The ability to cool fermions in optical lattices to ultra cold temperatures has led to an interdisciplinary area of research, that has attracted a lot of attention in recent years. An interesting development in this area is the possibility to realize models for strongly correlated fermions in the laboratory, such as the fermionic Hubbard Model. Determinantal Quantum Monte Carlo simulations have proven to be an important tool in the study of fermionic atoms. Nonetheless, it is important to compare the results and efficiency of different methods. Here comparisons with Numerical Linked Cluster Expansion and Dynamical Mean Field Theory data for double occupation and short range correlations, both relevant to current optical lattice experiments, will be presented and discussed.

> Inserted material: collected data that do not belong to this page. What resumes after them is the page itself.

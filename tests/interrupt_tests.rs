//! Sends a real SIGINT to this test process, so it lives in its own binary.
#![cfg(unix)]

use sensorlink::{run_console, ControlSurface, ScriptedLink};
use std::time::Duration;
use tokio::io::BufReader;

/// Ctrl-C while waiting at the menu says goodbye and returns
#[tokio::test]
async fn test_interrupt_at_menu_quits() {
    // Input that never ends on its own.
    let (_keyboard, stdin) = tokio::io::duplex(64);
    let mut surface =
        ControlSurface::new(ScriptedLink::default(), Vec::new()).with_interrupt_watch(true);

    let console = tokio::time::timeout(
        Duration::from_secs(5),
        run_console(&mut surface, BufReader::new(stdin)),
    );
    let interrupt = async {
        tokio::time::sleep(Duration::from_millis(200)).await;
        let status = std::process::Command::new("kill")
            .args(["-INT", &std::process::id().to_string()])
            .status()
            .expect("kill should be available");
        assert!(status.success());
    };

    let (result, _) = tokio::join!(console, interrupt);
    result
        .expect("Console should stop on Ctrl-C")
        .expect("Console should exit cleanly");

    assert!(surface.link().sent().is_empty());
    let text = String::from_utf8_lossy(surface.output()).into_owned();
    assert!(text.starts_with("Hello! I control the sensor board."));
    assert!(text.ends_with("Stopping. Goodbye!\n"));
}
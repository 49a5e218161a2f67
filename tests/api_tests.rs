use axum::{
    body::{to_bytes, Body},
    http::{Method, Request, StatusCode},
    Router,
};
use sensorlink::web::{auth::API_KEY_HEADER, create_app, models::StoredReading, ReadingStore, WebConfig};
use serde_json::{json, Value};
use std::sync::Arc;
use tower::ServiceExt;

fn app(api_key: Option<&str>) -> Router {
    let config = WebConfig::default().with_api_key(api_key.map(str::to_string));
    create_app(&config, Arc::new(ReadingStore::new()))
}

async fn call(app: &Router, request: Request<Body>) -> (StatusCode, Value) {
    let response = app.clone().oneshot(request).await.expect("Request should complete");
    let status = response.status();
    let bytes = to_bytes(response.into_body(), usize::MAX).await.unwrap();
    let body = if bytes.is_empty() {
        Value::Null
    } else {
        serde_json::from_slice(&bytes).expect("Body should be JSON")
    };
    (status, body)
}

fn get(uri: &str) -> Request<Body> {
    Request::builder().uri(uri).body(Body::empty()).unwrap()
}

fn post_json(uri: &str, body: Value) -> Request<Body> {
    Request::builder()
        .method(Method::POST)
        .uri(uri)
        .header("content-type", "application/json")
        .body(Body::from(body.to_string()))
        .unwrap()
}

/// Root greeting and health stay open
#[tokio::test]
async fn test_root_and_health() {
    let app = app(Some("secret"));

    let (status, body) = call(&app, get("/")).await;
    assert_eq!(status, StatusCode::OK);
    assert_eq!(body, json!({ "Hello": "World" }));

    let (status, body) = call(&app, get("/api/health")).await;
    assert_eq!(status, StatusCode::OK);
    assert_eq!(body["status"], "ok");
    assert_eq!(body["readings"], 0);
}

/// Insert then fetch a reading by id
#[tokio::test]
async fn test_insert_and_get_reading() {
    let app = app(None);

    let (status, body) = call(
        &app,
        post_json(
            "/sensor-data",
            json!({ "temperature": 21.5, "co2": 640, "noise_db": 38.2 }),
        ),
    )
    .await;
    assert_eq!(status, StatusCode::CREATED);
    assert_eq!(body["status"], "Data inserted");

    let id = body["id"].as_str().expect("Insert should return an id").to_string();
    let (status, body) = call(&app, get(&format!("/sensor-data/{}", id))).await;
    assert_eq!(status, StatusCode::OK);

    let reading: StoredReading = serde_json::from_value(body).unwrap();
    assert_eq!(reading.id.to_string(), id);
    assert_eq!(reading.temperature, 21.5);
    assert_eq!(reading.co2, Some(640));
    assert_eq!(reading.light_lux, None);
}

/// Malformed bodies are rejected
#[tokio::test]
async fn test_insert_requires_temperature() {
    let app = app(None);

    let (status, body) = call(&app, post_json("/sensor-data", json!({ "co2": 500 }))).await;
    assert_eq!(status, StatusCode::UNPROCESSABLE_ENTITY);
    assert!(body["error"].as_str().unwrap().contains("temperature"));

    let not_json = Request::builder()
        .method(Method::POST)
        .uri("/sensor-data")
        .header("content-type", "application/json")
        .body(Body::from("{temperature: 21"))
        .unwrap();
    let (status, body) = call(&app, not_json).await;
    assert_eq!(status, StatusCode::BAD_REQUEST);
    assert!(body["error"].is_string());

    let (status, body) = call(&app, get("/sensor-data")).await;
    assert_eq!(status, StatusCode::OK);
    assert_eq!(body, json!([]));
}

/// Range queries filter by timestamp and keep chronological order
#[tokio::test]
async fn test_list_readings_in_range() {
    let app = app(None);

    for (temperature, timestamp) in [
        (23.0, "2024-05-01T12:00:00Z"),
        (20.0, "2024-05-01T10:00:00Z"),
        (25.0, "2024-05-02T09:00:00Z"),
    ] {
        let (status, _) = call(
            &app,
            post_json(
                "/sensor-data",
                json!({ "temperature": temperature, "timestamp": timestamp }),
            ),
        )
        .await;
        assert_eq!(status, StatusCode::CREATED);
    }

    let (status, body) = call(&app, get("/sensor-data")).await;
    assert_eq!(status, StatusCode::OK);
    let temperatures: Vec<f64> = body
        .as_array()
        .unwrap()
        .iter()
        .map(|r| r["temperature"].as_f64().unwrap())
        .collect();
    assert_eq!(temperatures, vec![20.0, 23.0, 25.0]);

    let (status, body) = call(
        &app,
        get("/sensor-data?start=2024-05-01T11:00:00Z&end=2024-05-01T23:59:59Z"),
    )
    .await;
    assert_eq!(status, StatusCode::OK);
    assert_eq!(body.as_array().unwrap().len(), 1);
    assert_eq!(body[0]["temperature"], 23.0);
}

/// Aggregates cover only the readings that carry each metric
#[tokio::test]
async fn test_reading_stats() {
    let app = app(None);

    for body in [
        json!({ "temperature": 20.0, "co2": 400 }),
        json!({ "temperature": 24.0, "co2": 800, "light_lux": 120.0 }),
        json!({ "temperature": 22.0 }),
    ] {
        call(&app, post_json("/sensor-data", body)).await;
    }

    let (status, body) = call(&app, get("/sensor-data/stats")).await;
    assert_eq!(status, StatusCode::OK);
    assert_eq!(body["count"], 3);
    assert_eq!(body["temperature"]["mean"], 22.0);
    assert_eq!(body["temperature"]["max"], 24.0);
    assert_eq!(body["co2"]["mean"], 600.0);
    assert_eq!(body["light_lux"]["max"], 120.0);
    assert_eq!(body["noise_db"], Value::Null);
}

/// A start after the end is a bad request
#[tokio::test]
async fn test_inverted_range_rejected() {
    let app = app(None);

    for uri in [
        "/sensor-data?start=2024-05-02T00:00:00Z&end=2024-05-01T00:00:00Z",
        "/sensor-data/stats?start=2024-05-02T00:00:00Z&end=2024-05-01T00:00:00Z",
    ] {
        let (status, body) = call(&app, get(uri)).await;
        assert_eq!(status, StatusCode::BAD_REQUEST);
        assert!(body["error"].as_str().unwrap().contains("start"));
    }
}

/// Deleting removes the reading; a second delete is a 404
#[tokio::test]
async fn test_delete_reading() {
    let app = app(None);

    let (_, body) = call(&app, post_json("/sensor-data", json!({ "temperature": 19.0 }))).await;
    let id = body["id"].as_str().unwrap().to_string();
    let uri = format!("/sensor-data/{}", id);

    let delete = || {
        Request::builder()
            .method(Method::DELETE)
            .uri(&uri)
            .body(Body::empty())
            .unwrap()
    };

    let (status, body) = call(&app, delete()).await;
    assert_eq!(status, StatusCode::OK);
    assert_eq!(body["status"], "Data deleted");

    let (status, _) = call(&app, get(&uri)).await;
    assert_eq!(status, StatusCode::NOT_FOUND);

    let (status, _) = call(&app, delete()).await;
    assert_eq!(status, StatusCode::NOT_FOUND);
}

/// Unknown ids are a 404, malformed ids a client error
#[tokio::test]
async fn test_unknown_reading() {
    let app = app(None);

    let (status, body) = call(
        &app,
        get("/sensor-data/6f1c2d1e-8a51-4c4e-9d53-0d6c0e3b7a10"),
    )
    .await;
    assert_eq!(status, StatusCode::NOT_FOUND);
    assert!(body["error"].as_str().unwrap().contains("not found"));

    let (status, body) = call(&app, get("/sensor-data/not-a-uuid")).await;
    assert_eq!(status, StatusCode::BAD_REQUEST);
    assert!(body["error"].is_string());
}

/// Unparsable range bounds get a JSON error body
#[tokio::test]
async fn test_malformed_range_rejected() {
    let app = app(None);

    let (status, body) = call(&app, get("/sensor-data?start=yesterday")).await;
    assert_eq!(status, StatusCode::BAD_REQUEST);
    assert!(body["error"].is_string());
}

/// Reading routes need the shared secret when one is configured
#[tokio::test]
async fn test_api_key_required() {
    let app = app(Some("secret"));

    let (status, body) = call(&app, get("/sensor-data")).await;
    assert_eq!(status, StatusCode::UNAUTHORIZED);
    assert!(body["error"].is_string());

    let wrong = Request::builder()
        .uri("/sensor-data")
        .header(API_KEY_HEADER, "guess")
        .body(Body::empty())
        .unwrap();
    let (status, _) = call(&app, wrong).await;
    assert_eq!(status, StatusCode::UNAUTHORIZED);

    let mut insert = post_json("/sensor-data", json!({ "temperature": 20.0 }));
    insert
        .headers_mut()
        .insert(API_KEY_HEADER, "secret".parse().unwrap());
    let (status, _) = call(&app, insert).await;
    assert_eq!(status, StatusCode::CREATED);

    let authorized = Request::builder()
        .uri("/sensor-data")
        .header(API_KEY_HEADER, "secret")
        .body(Body::empty())
        .unwrap();
    let (status, body) = call(&app, authorized).await;
    assert_eq!(status, StatusCode::OK);
    assert_eq!(body.as_array().unwrap().len(), 1);
}

/// An empty configured key leaves the API open
#[tokio::test]
async fn test_empty_api_key_disables_gate() {
    let app = app(Some(""));

    let (status, _) = call(&app, post_json("/sensor-data", json!({ "temperature": 20.0 }))).await;
    assert_eq!(status, StatusCode::CREATED);
}
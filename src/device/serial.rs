//! Serial transport to the microcontroller.

use crate::device::command::Command;
use crate::device::link::{DeviceLink, DeviceReply};
use crate::error::{Result, SensorError};
use serde::{Deserialize, Serialize};
use serialport::{SerialPort, SerialPortInfo, SerialPortType};
use std::io::{BufRead, BufReader, Write};
use std::sync::{Arc, Mutex};
use std::time::Duration;
use tracing::{debug, info};

/// Configuration for the serial connection.
#[derive(Debug, Clone, Serialize, Deserialize)]
pub struct SerialConfig {
    /// Port path, e.g. `/dev/ttyACM0` or `COM3`
    pub port: String,
    /// Baud rate the firmware listens on
    pub baud_rate: u32,
    /// Upper bound on a single blocking read, in milliseconds
    pub read_timeout_ms: u64,
    /// How long to let the device answer before reading, in milliseconds
    pub response_grace_ms: u64,
    /// Pause after opening the port while the board resets, in milliseconds
    pub settle_delay_ms: u64,
}

impl Default for SerialConfig {
    fn default() -> Self {
        Self {
            port: "/dev/ttyACM0".to_string(),
            baud_rate: crate::DEFAULT_BAUD_RATE,
            read_timeout_ms: 1000,
            response_grace_ms: 1000,
            settle_delay_ms: 2000,
        }
    }
}

impl SerialConfig {
    /// Create a configuration for the given port with default timings.
    pub fn new(port: impl Into<String>) -> Self {
        Self {
            port: port.into(),
            ..Default::default()
        }
    }

    /// Set the baud rate.
    pub fn with_baud_rate(mut self, baud_rate: u32) -> Self {
        self.baud_rate = baud_rate;
        self
    }

    /// Set the response grace period.
    pub fn with_response_grace_ms(mut self, grace_ms: u64) -> Self {
        self.response_grace_ms = grace_ms;
        self
    }

    /// Set the post-open settle delay.
    pub fn with_settle_delay_ms(mut self, delay_ms: u64) -> Self {
        self.settle_delay_ms = delay_ms;
        self
    }

    pub fn response_grace(&self) -> Duration {
        Duration::from_millis(self.response_grace_ms)
    }
}

type SharedPort = Arc<Mutex<BufReader<Box<dyn SerialPort>>>>;

/// Device link over a serial port.
///
/// The port is opened once; failing to open it is fatal for the caller.
/// Blocking port I/O runs on tokio's blocking pool.
pub struct SerialLink {
    port: SharedPort,
    name: String,
    grace: Duration,
}

impl SerialLink {
    /// Open the port and wait for the board to come out of reset.
    pub async fn open(config: &SerialConfig) -> Result<Self> {
        let port = serialport::new(&config.port, config.baud_rate)
            .timeout(Duration::from_millis(config.read_timeout_ms))
            .flow_control(serialport::FlowControl::None)
            .open()?;

        info!(
            "Opened serial port {} at {} baud",
            config.port, config.baud_rate
        );

        tokio::time::sleep(Duration::from_millis(config.settle_delay_ms)).await;

        Ok(Self {
            port: Arc::new(Mutex::new(BufReader::new(port))),
            name: config.port.clone(),
            grace: config.response_grace(),
        })
    }

    /// Name of the underlying port.
    pub fn port_name(&self) -> &str {
        &self.name
    }
}

impl DeviceLink for SerialLink {
    async fn send(&mut self, command: Command) -> Result<DeviceReply> {
        debug!(port = %self.name, command = command.wire(), "writing command");

        let port = Arc::clone(&self.port);
        let wire = command.wire_line();
        tokio::task::spawn_blocking(move || write_command(&port, wire.as_bytes())).await??;

        tokio::time::sleep(self.grace).await;

        let port = Arc::clone(&self.port);
        let reply = tokio::task::spawn_blocking(move || read_reply(&port)).await??;

        debug!(port = %self.name, reply = %reply, "device replied");
        Ok(reply)
    }
}

fn write_command(port: &SharedPort, bytes: &[u8]) -> Result<()> {
    let mut reader = port
        .lock()
        .map_err(|_| SensorError::device_error("serial port lock poisoned"))?;
    let port = reader.get_mut();
    port.write_all(bytes)?;
    port.flush()?;
    Ok(())
}

/// Attempt exactly one line read if anything is waiting.
fn read_reply(port: &SharedPort) -> Result<DeviceReply> {
    let mut reader = port
        .lock()
        .map_err(|_| SensorError::device_error("serial port lock poisoned"))?;

    if reader.buffer().is_empty() && reader.get_ref().bytes_to_read()? == 0 {
        return Ok(DeviceReply::AwaitingResponse);
    }

    let mut line = Vec::new();
    match reader.read_until(b'\n', &mut line) {
        Ok(_) => {}
        // A partial line is still a reply.
        Err(e) if e.kind() == std::io::ErrorKind::TimedOut => {}
        Err(e) => return Err(e.into()),
    }

    if line.is_empty() {
        Ok(DeviceReply::AwaitingResponse)
    } else {
        Ok(DeviceReply::from_line(&String::from_utf8_lossy(&line)))
    }
}

/// Enumerate serial ports visible to the host.
pub fn list_ports() -> Result<Vec<SerialPortInfo>> {
    Ok(serialport::available_ports()?)
}

/// One-line description of a port for listings.
pub fn describe_port(info: &SerialPortInfo) -> String {
    match &info.port_type {
        SerialPortType::UsbPort(usb) => {
            let product = usb
                .product
                .as_deref()
                .or(usb.manufacturer.as_deref())
                .unwrap_or("unknown device");
            format!(
                "{} - USB {} (VID: 0x{:04x}, PID: 0x{:04x})",
                info.port_name, product, usb.vid, usb.pid
            )
        }
        SerialPortType::PciPort => format!("{} - PCI", info.port_name),
        SerialPortType::BluetoothPort => format!("{} - Bluetooth", info.port_name),
        SerialPortType::Unknown => format!("{} - unknown", info.port_name),
    }
}
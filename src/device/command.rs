//! Device command vocabulary.

use crate::error::SensorError;
use serde::{Deserialize, Serialize};
use std::fmt;
use std::str::FromStr;

/// A command understood by the microcontroller firmware.
///
/// Each variant maps to a fixed, case-sensitive wire string. The firmware
/// expects the wire string followed by a newline.
#[derive(Debug, Clone, Copy, PartialEq, Eq, Hash, Serialize, Deserialize)]
#[serde(rename_all = "kebab-case")]
pub enum Command {
    /// Switch the primary LED on
    LedOn,
    /// Switch the primary LED off
    LedOff,
    /// Sample the temperature sensor
    ReadTemperature,
    /// Switch the RGB LED on
    RgbLedOn,
    /// Switch the RGB LED off
    RgbLedOff,
    /// Enable the sound level meter
    SoundMeterOn,
    /// Disable the sound level meter
    SoundMeterOff,
}

impl Command {
    /// Every command, in menu order.
    pub const ALL: [Command; 7] = [
        Command::LedOn,
        Command::LedOff,
        Command::ReadTemperature,
        Command::RgbLedOn,
        Command::RgbLedOff,
        Command::SoundMeterOn,
        Command::SoundMeterOff,
    ];

    /// The string the firmware matches on.
    pub fn wire(&self) -> &'static str {
        match self {
            Command::LedOn => "modo1",
            Command::LedOff => "modo2",
            Command::ReadTemperature => "modo3",
            Command::RgbLedOn => "modo4",
            Command::RgbLedOff => "modo5",
            Command::SoundMeterOn => "modo6",
            Command::SoundMeterOff => "modo7",
        }
    }

    /// Newline-terminated wire form.
    pub fn wire_line(&self) -> String {
        format!("{}\n", self.wire())
    }

    /// Kebab-case name used on the command line.
    pub fn name(&self) -> &'static str {
        match self {
            Command::LedOn => "led-on",
            Command::LedOff => "led-off",
            Command::ReadTemperature => "read-temperature",
            Command::RgbLedOn => "rgb-led-on",
            Command::RgbLedOff => "rgb-led-off",
            Command::SoundMeterOn => "sound-meter-on",
            Command::SoundMeterOff => "sound-meter-off",
        }
    }

    /// Human readable label for echoing replies.
    pub fn label(&self) -> &'static str {
        match self {
            Command::LedOn => "Turn LED on",
            Command::LedOff => "Turn LED off",
            Command::ReadTemperature => "Read temperature",
            Command::RgbLedOn => "Turn RGB LED on",
            Command::RgbLedOff => "Turn RGB LED off",
            Command::SoundMeterOn => "Sound meter on",
            Command::SoundMeterOff => "Sound meter off",
        }
    }

    /// Whether the command changes actuator state on the device.
    pub fn is_actuator(&self) -> bool {
        !matches!(self, Command::ReadTemperature)
    }
}

impl fmt::Display for Command {
    fn fmt(&self, f: &mut fmt::Formatter<'_>) -> fmt::Result {
        f.write_str(self.name())
    }
}

impl FromStr for Command {
    type Err = SensorError;

    fn from_str(s: &str) -> Result<Self, Self::Err> {
        let s = s.trim();
        Command::ALL
            .into_iter()
            .find(|cmd| cmd.name() == s || cmd.wire() == s)
            .ok_or_else(|| SensorError::UnknownCommand(s.to_string()))
    }
}

#[cfg(test)]
mod tests {
    use super::*;

    #[test]
    fn test_wire_strings_are_distinct() {
        let mut wires: Vec<_> = Command::ALL.iter().map(|c| c.wire()).collect();
        wires.sort_unstable();
        wires.dedup();
        assert_eq!(wires.len(), Command::ALL.len());
    }

    #[test]
    fn test_wire_line_is_newline_terminated() {
        assert_eq!(Command::ReadTemperature.wire_line(), "modo3\n");
        assert_eq!(Command::SoundMeterOff.wire_line(), "modo7\n");
    }

    #[test]
    fn test_parse_by_name_or_wire() {
        assert_eq!("led-on".parse::<Command>().unwrap(), Command::LedOn);
        assert_eq!("modo5".parse::<Command>().unwrap(), Command::RgbLedOff);
        assert_eq!(" read-temperature\n".parse::<Command>().unwrap(), Command::ReadTemperature);
    }

    #[test]
    fn test_parse_is_case_sensitive() {
        assert!(matches!(
            "MODO1".parse::<Command>(),
            Err(SensorError::UnknownCommand(_))
        ));
        assert!("blink".parse::<Command>().is_err());
    }

    #[test]
    fn test_only_read_temperature_is_a_measurement() {
        let measurements: Vec<_> = Command::ALL.iter().filter(|c| !c.is_actuator()).collect();
        assert_eq!(measurements, vec![&Command::ReadTemperature]);
    }
}
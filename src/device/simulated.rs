//! Hardware-free device links.

use crate::device::command::Command;
use crate::device::link::{DeviceLink, DeviceReply};
use crate::error::Result;
use std::collections::VecDeque;
use tracing::debug;

/// Emulates the firmware without a board attached.
///
/// Actuator commands are acknowledged the way the sketch does, and the
/// temperature drifts slowly around a base value. With a dropout period
/// set, every n-th temperature read answers with garbage.
#[derive(Debug, Clone)]
pub struct SimulatedLink {
    base_celsius: f64,
    reads: u64,
    dropout_every: Option<u64>,
    led: bool,
    rgb_led: bool,
    sound_meter: bool,
}

impl Default for SimulatedLink {
    fn default() -> Self {
        Self {
            base_celsius: 22.5,
            reads: 0,
            dropout_every: None,
            led: false,
            rgb_led: false,
            sound_meter: false,
        }
    }
}

impl SimulatedLink {
    pub fn new() -> Self {
        Self::default()
    }

    /// Center the simulated temperature on `celsius`.
    pub fn with_base_celsius(mut self, celsius: f64) -> Self {
        self.base_celsius = celsius;
        self
    }

    /// Answer every `every`-th temperature read with an unparsable line.
    pub fn with_dropout_every(mut self, every: u64) -> Self {
        self.dropout_every = (every > 0).then_some(every);
        self
    }

    pub fn led(&self) -> bool {
        self.led
    }

    pub fn rgb_led(&self) -> bool {
        self.rgb_led
    }

    pub fn sound_meter(&self) -> bool {
        self.sound_meter
    }

    fn respond(&mut self, command: Command) -> DeviceReply {
        let line = match command {
            Command::LedOn => {
                self.led = true;
                "LED ON".to_string()
            }
            Command::LedOff => {
                self.led = false;
                "LED OFF".to_string()
            }
            Command::RgbLedOn => {
                self.rgb_led = true;
                "RGB LED ON".to_string()
            }
            Command::RgbLedOff => {
                self.rgb_led = false;
                "RGB LED OFF".to_string()
            }
            Command::SoundMeterOn => {
                self.sound_meter = true;
                "Sound meter ON".to_string()
            }
            Command::SoundMeterOff => {
                self.sound_meter = false;
                "Sound meter OFF".to_string()
            }
            Command::ReadTemperature => {
                self.reads += 1;
                match self.dropout_every {
                    Some(every) if self.reads % every == 0 => "ERR sensor".to_string(),
                    _ => {
                        let drift = (self.reads as f64 * 0.7).sin() * 0.5;
                        format!("{:.2}", self.base_celsius + drift)
                    }
                }
            }
        };
        DeviceReply::Line(line)
    }
}

impl DeviceLink for SimulatedLink {
    async fn send(&mut self, command: Command) -> Result<DeviceReply> {
        let reply = self.respond(command);
        debug!(command = command.wire(), reply = %reply, "simulated device replied");
        Ok(reply)
    }
}

/// Replays canned replies in order and records every command sent.
///
/// Once the script runs dry every further command gets
/// [`DeviceReply::AwaitingResponse`].
#[derive(Debug, Clone, Default)]
pub struct ScriptedLink {
    replies: VecDeque<DeviceReply>,
    sent: Vec<Command>,
}

impl ScriptedLink {
    /// Script raw reply lines.
    pub fn new<I, S>(lines: I) -> Self
    where
        I: IntoIterator<Item = S>,
        S: AsRef<str>,
    {
        Self::from_replies(lines.into_iter().map(|line| DeviceReply::from_line(line.as_ref())))
    }

    /// Script arbitrary replies, including timeouts.
    pub fn from_replies(replies: impl IntoIterator<Item = DeviceReply>) -> Self {
        Self {
            replies: replies.into_iter().collect(),
            sent: Vec::new(),
        }
    }

    /// Commands sent so far, oldest first.
    pub fn sent(&self) -> &[Command] {
        &self.sent
    }

    /// Replies not yet consumed.
    pub fn remaining(&self) -> usize {
        self.replies.len()
    }
}

impl DeviceLink for ScriptedLink {
    async fn send(&mut self, command: Command) -> Result<DeviceReply> {
        self.sent.push(command);
        Ok(self
            .replies
            .pop_front()
            .unwrap_or(DeviceReply::AwaitingResponse))
    }
}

Another topic relevant in the context of optical lattice experiments is the study of metal insulator transitions. Indeed, the Mott insulating phase has been realized and observed in two-flavor mixtures of fermionic atoms loaded on optical lattices, being characterized both by the double occupation and the compressibility. An interesting point that has been addressed in the literature over the years is whether the same fermion-fermion interaction, responsible for the Mott insulating state, could drive an insulating system metallic. Here we show that, when fermions are loaded in optical lattices with spatially varying interactions a correlation induced Mott insulator to metal transition can take place. The spatial modulation of the interactions was recently demonstrated and opens the possibility for the experimental realization of such exotic phases.